Tablets or capsules in most cases don’t mold or start smelling bad. However, there are some exceptions. When aspirin is stored in the bathroom medicine cabinet, the prolonged exposure to moisture in the air makes the active ingredient in aspirin convert to acetic acid, which is why old aspirin smells like vinegar. 

As with food, the storage environment is the most critical issue in maintaining drug stability and longevity. Moisture is one of the damaging environmental agents to an expiration date.  Therefore, storing drugs in the humid environment of the bathroom is not the best place to extend expiration dates.

A much better place to consider storing medications is in the kitchen cabinet, as long as it’s not over the sink or in an extremely hot or moist environment.

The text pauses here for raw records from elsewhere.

//! Domain errors - error types for the domain layer

use thiserror::Error;

use crate::value_objects::Snowflake;

/// Domain layer errors
#[derive(Debug, Error)]
pub enum DomainError {
    // =========================================================================
    // Not Found Errors
    // =========================================================================
    #[error("User not found: {0}")]
    UserNotFound(Snowflake),

    #[error("Group not found: {0}")]
    GroupNotFound(Snowflake),

    #[error("Post not found: {0}")]
    PostNotFound(Snowflake),

    #[error("Comment not found: {0}")]
    CommentNotFound(Snowflake),

    #[error("Shared post not found: {0}")]
    SharedPostNotFound(Snowflake),

    #[error("Member not found in group")]
    MemberNotFound,

    #[error("Join request not found")]
    JoinRequestNotFound,

    // =========================================================================
    // Validation Errors
    // =========================================================================
    #[error("Validation error: {0}")]
    ValidationError(String),

    #[error("A group with this name already exists")]
    SlugTaken,

    #[error("Parent comment not found or does not belong to this post")]
    InvalidParentComment,

    // =========================================================================
    // Authorization Errors
    // =========================================================================
    #[error("You do not have permission to {0}")]
    AccessDenied(&'static str),

    #[error("Only the group owner may do this")]
    NotGroupOwner,

    #[error("Cannot remove the group owner")]
    CannotRemoveOwner,

    #[error("The group owner's role cannot be changed")]
    CannotDemoteOwner,

    #[error("Not the post author")]
    NotPostAuthor,

    // =========================================================================
    // Conflict Errors
    // =========================================================================
    #[error("Email already in use")]
    EmailAlreadyExists,

    #[error("Already a member of this group")]
    AlreadyMember,

    #[error("A join request is already pending")]
    AlreadyRequested,

    #[error("You have already reacted with this type")]
    AlreadyReacted,

    // =========================================================================
    // Infrastructure Errors (wrapped)
    // =========================================================================
    #[error("Database error: {0}")]
    DatabaseError(String),

    #[error("Internal error: {0}")]
    InternalError(String),
}

impl DomainError {
    /// Get an error code string for API responses
    pub fn code(&self) -> &'static str {
        match self {
            // Not Found
            Self::UserNotFound(_) => "UNKNOWN_USER",
            Self::GroupNotFound(_) => "UNKNOWN_GROUP",
            Self::PostNotFound(_) => "UNKNOWN_POST",
            Self::CommentNotFound(_) => "UNKNOWN_COMMENT",
            Self::SharedPostNotFound(_) => "UNKNOWN_SHARED_POST",
            Self::MemberNotFound => "UNKNOWN_MEMBER",
            Self::JoinRequestNotFound => "UNKNOWN_JOIN_REQUEST",

            // Validation
            Self::ValidationError(_) => "VALIDATION_ERROR",
            Self::SlugTaken => "GROUP_NAME_TAKEN",
            Self::InvalidParentComment => "INVALID_PARENT_COMMENT",

            // Authorization
            Self::AccessDenied(_) => "ACCESS_DENIED",
            Self::NotGroupOwner => "NOT_GROUP_OWNER",
            Self::CannotRemoveOwner => "CANNOT_REMOVE_OWNER",
            Self::CannotDemoteOwner => "CANNOT_DEMOTE_OWNER",
            Self::NotPostAuthor => "NOT_POST_AUTHOR",

            // Conflict
            Self::EmailAlreadyExists => "EMAIL_ALREADY_EXISTS",
            Self::AlreadyMember => "ALREADY_MEMBER",
            Self::AlreadyRequested => "ALREADY_REQUESTED",
            Self::AlreadyReacted => "ALREADY_REACTED",

            // Infrastructure
            Self::DatabaseError(_) => "DATABASE_ERROR",
            Self::InternalError(_) => "INTERNAL_ERROR",
        }
    }

    /// Check if this is a "not found" error
    pub fn is_not_found(&self) -> bool {
        matches!(
            self,
            Self::UserNotFound(_)
                | Self::GroupNotFound(_)
                | Self::PostNotFound(_)
                | Self::CommentNotFound(_)
                | Self::SharedPostNotFound(_)
                | Self::MemberNotFound
                | Self::JoinRequestNotFound
        )
    }

    /// Check if this is a validation error
    pub fn is_validation(&self) -> bool {
        matches!(
            self,
            Self::ValidationError(_) | Self::SlugTaken | Self::InvalidParentComment
        )
    }

    /// Check if this is an authorization error
    pub fn is_authorization(&self) -> bool {
        matches!(
            self,
            Self::AccessDenied(_)
                | Self::NotGroupOwner
                | Self::CannotRemoveOwner
                | Self::CannotDemoteOwner
                | Self::NotPostAuthor
        )
    }

    /// Check if this is a conflict error
    pub fn is_conflict(&self) -> bool {
        matches!(
            self,
            Self::EmailAlreadyExists | Self::AlreadyMember | Self::AlreadyRequested | Self::AlreadyReacted
        )
    }
}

Of course, if you choose to store medications there, keep them out of the reach of children and pets.

The expiration date is really a marketing statement rather than a scientific statement. However, there are some exceptions: Drugs like nitroglycerin, used for chest pain; insulin, used in the treatment of diabetes; and some liquid antibiotics are sensitive to the expiration dates. 

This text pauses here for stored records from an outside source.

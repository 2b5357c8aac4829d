//! Snowflake ID - 64-bit time-ordered unique identifier
//!
//! Layout:
//! - Bits 63-22: milliseconds since the custom epoch
//! - Bits 21-12: worker ID (0-1023)
//! - Bits 11-0:  per-millisecond sequence (0-4095)
//!
//! IDs sort by creation time, which the pagination and conversation
//! queries rely on. JSON serialization is a string so JavaScript clients
//! never lose precision.

use serde::{Deserialize, Deserializer, Serialize, Serializer};
use std::fmt;
use std::sync::atomic::{AtomicI64, Ordering};
use std::time::{SystemTime, UNIX_EPOCH};

/// 64-bit time-ordered unique identifier
#[derive(Debug, Clone, Copy, PartialEq, Eq, PartialOrd, Ord, Hash, Default)]
pub struct Snowflake(i64);

impl Snowflake {
    /// Custom epoch: 2024-01-01 00:00:00 UTC (milliseconds)
    pub const EPOCH: i64 = 1704067200000;

    /// Create a Snowflake from a raw i64 value
    #[inline]
    pub const fn new(id: i64) -> Self {
        Self(id)
    }

    /// Get the inner i64 value
    #[inline]
    pub const fn into_inner(self) -> i64 {
        self.0
    }

    /// Check if the Snowflake is zero (uninitialized)
    #[inline]
    pub const fn is_zero(&self) -> bool {
        self.0 == 0
    }

    /// Extract timestamp (milliseconds since Unix epoch)
    #[inline]
    pub fn timestamp(&self) -> i64 {
        (self.0 >> 22) + Self::EPOCH
    }

    /// Extract worker ID (0-1023)
    #[inline]
    pub fn worker_id(&self) -> u16 {
        ((self.0 >> 12) & 0x3FF) as u16
    }

    /// Parse from string representation
    pub fn parse(s: &str) -> Result<Self, SnowflakeParseError> {
        s.parse::<i64>()
            .map(Snowflake)
            .map_err(|_| SnowflakeParseError::InvalidFormat)
    }
}

/// Error when parsing a Snowflake from string
#[derive(Debug, Clone, Copy, PartialEq, Eq, thiserror::Error)]
pub enum SnowflakeParseError {
    #[error("invalid snowflake format")]
    InvalidFormat,
}

impl fmt::Display for Snowflake {
    fn fmt(&self, f: &mut fmt::Formatter<'_>) -> fmt::Result {
        write!(f, "{}", self.0)
    }
}

impl From<i64> for Snowflake {
    fn from(id: i64) -> Self {
        Self(id)
    }
}

impl From<Snowflake> for i64 {
    fn from(id: Snowflake) -> Self {
        id.0
    }
}

impl std::str::FromStr for Snowflake {
    type Err = SnowflakeParseError;

    fn from_str(s: &str) -> Result<Self, Self::Err> {
        Snowflake::parse(s)
    }
}

// Serialize as string for JSON (JavaScript BigInt safety)
impl Serialize for Snowflake {
    fn serialize<S>(&self, serializer: S) -> Result<S::Ok, S::Error>
    where
        S: Serializer,
    {
        serializer.serialize_str(&self.0.to_string())
    }
}

// Deserialize from string or number
impl<'de> Deserialize<'de> for Snowflake {
    fn deserialize<D>(deserializer: D) -> Result<Self, D::Error>
    where
        D: Deserializer<'de>,
    {
        use serde::de::{self, Visitor};

        struct SnowflakeVisitor;

        impl Visitor<'_> for SnowflakeVisitor {
            type Value = Snowflake;

            fn expecting(&self, formatter: &mut fmt::Formatter) -> fmt::Result {
                formatter.write_str("a string or integer snowflake ID")
            }

            fn visit_i64<E>(self, value: i64) -> Result<Snowflake, E>
            where
                E: de::Error,
            {
                Ok(Snowflake(value))
            }

            fn visit_u64<E>(self, value: u64) -> Result<Snowflake, E>
            where
                E: de::Error,
            {
                Ok(Snowflake(value as i64))
            }

            fn visit_str<E>(self, value: &str) -> Result<Snowflake, E>
            where
                E: de::Error,
            {
                value
                    .parse::<i64>()
                    .map(Snowflake)
                    .map_err(|_| de::Error::custom("invalid snowflake string"))
            }
        }

        deserializer.deserialize_any(SnowflakeVisitor)
    }
}

/// Thread-safe Snowflake ID generator
///
/// Generates up to 4096 unique IDs per millisecond per worker using
/// lock-free atomics.
pub struct SnowflakeGenerator {
    worker_id: u16,
    sequence: AtomicI64,
    last_timestamp: AtomicI64,
}

impl SnowflakeGenerator {
    /// Create a new generator with the given worker ID
    ///
    /// # Panics
    /// Panics if worker_id >= 1024
    pub fn new(worker_id: u16) -> Self {
        assert!(worker_id < 1024, "Worker ID must be < 1024");
        Self {
            worker_id,
            sequence: AtomicI64::new(0),
            last_timestamp: AtomicI64::new(0),
        }
    }

    /// Generate a new unique Snowflake ID
    pub fn generate(&self) -> Snowflake {
        loop {
            let mut timestamp = current_millis();
            let last = self.last_timestamp.load(Ordering::Acquire);

            if timestamp < last {
                // Clock moved backwards, wait for it to catch up
                std::thread::sleep(std::time::Duration::from_millis((last - timestamp) as u64));
                timestamp = current_millis();
            }

            let sequence = if timestamp == last {
                let seq = self.sequence.fetch_add(1, Ordering::Relaxed) & 0xFFF;
                if seq == 0 {
                    // Sequence exhausted for this millisecond
                    while current_millis() <= last {
                        std::hint::spin_loop();
                    }
                    timestamp = current_millis();
                    self.sequence.store(1, Ordering::Relaxed);
                    0
                } else {
                    seq
                }
            } else {
                self.sequence.store(1, Ordering::Relaxed);
                0
            };

            match self.last_timestamp.compare_exchange(
                last,
                timestamp,
                Ordering::Release,
                Ordering::Relaxed,
            ) {
                Ok(_) => {
                    let id = ((timestamp - Snowflake::EPOCH) << 22)
                        | (i64::from(self.worker_id) << 12)
                        | sequence;
                    return Snowflake::new(id);
                }
                // Another thread advanced the timestamp, retry
                Err(_) => continue,
            }
        }
    }

    /// Get the worker ID of this generator
    pub fn worker_id(&self) -> u16 {
        self.worker_id
    }
}

impl Default for SnowflakeGenerator {
    fn default() -> Self {
        Self::new(0)
    }
}

#[inline]
fn current_millis() -> i64 {
    SystemTime::now()
        .duration_since(UNIX_EPOCH)
        .map(|d| d.as_millis() as i64)
        .unwrap_or(0)
}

These medications, while they might not hurt you, might not be as effective in treatment and should be discarded.

Many drugs lose their potency with age. This becomes a major issue when the patient is using a maintenance drug such as an inhaler or a cholesterol-lowing prescription. The medication loses its effectiveness and can place the user in an unhealthy situation. Would you want to take expired medication for severe cardiac arrhythmia?

Furthermore, medications in the liquid dosage form can actually increase in strength past the printed expiration date because some components of the liquid can evaporate, leaving more of the active ingredient. Outdated eye and ear drops may no longer be sterile and could possibly lead to an infection or irritation.

Some expired medications can become downright dangerous. Tetracyclines, which are “broad-spectrum” antibiotics, are used to treat a wide variety of infections. Doctors may prescribe these drugs to treat eye infections, pneumonia, gonorrhea and other bacterial infections.

The medicine is also used to treat acne, and may be in your medicine cabinet. Tetracyclines become dangerous past their expiration dates and can cause serious damage to the kidneys.

Another issue to be considered when taking old medications is that if your physician gave you something two years ago, he or she based that drug selection on the current medications you were taking at that time. Over time, your drugs may have changed and you could be on something now that interacts with that previous medication. The expiration date is not your only concern in taking old medications.

The next time you face the drug expiration date dilemma, consider what you have read. If the expiration date was a few years ago, and it’s important that the medication be 100 percent effective, then you might want to consider getting a new bottle.

If you have any questions about whether to take it or not, remember your physician and pharmacist are only a phone call away. They can be an excellent resource then it comes to information about your drugs.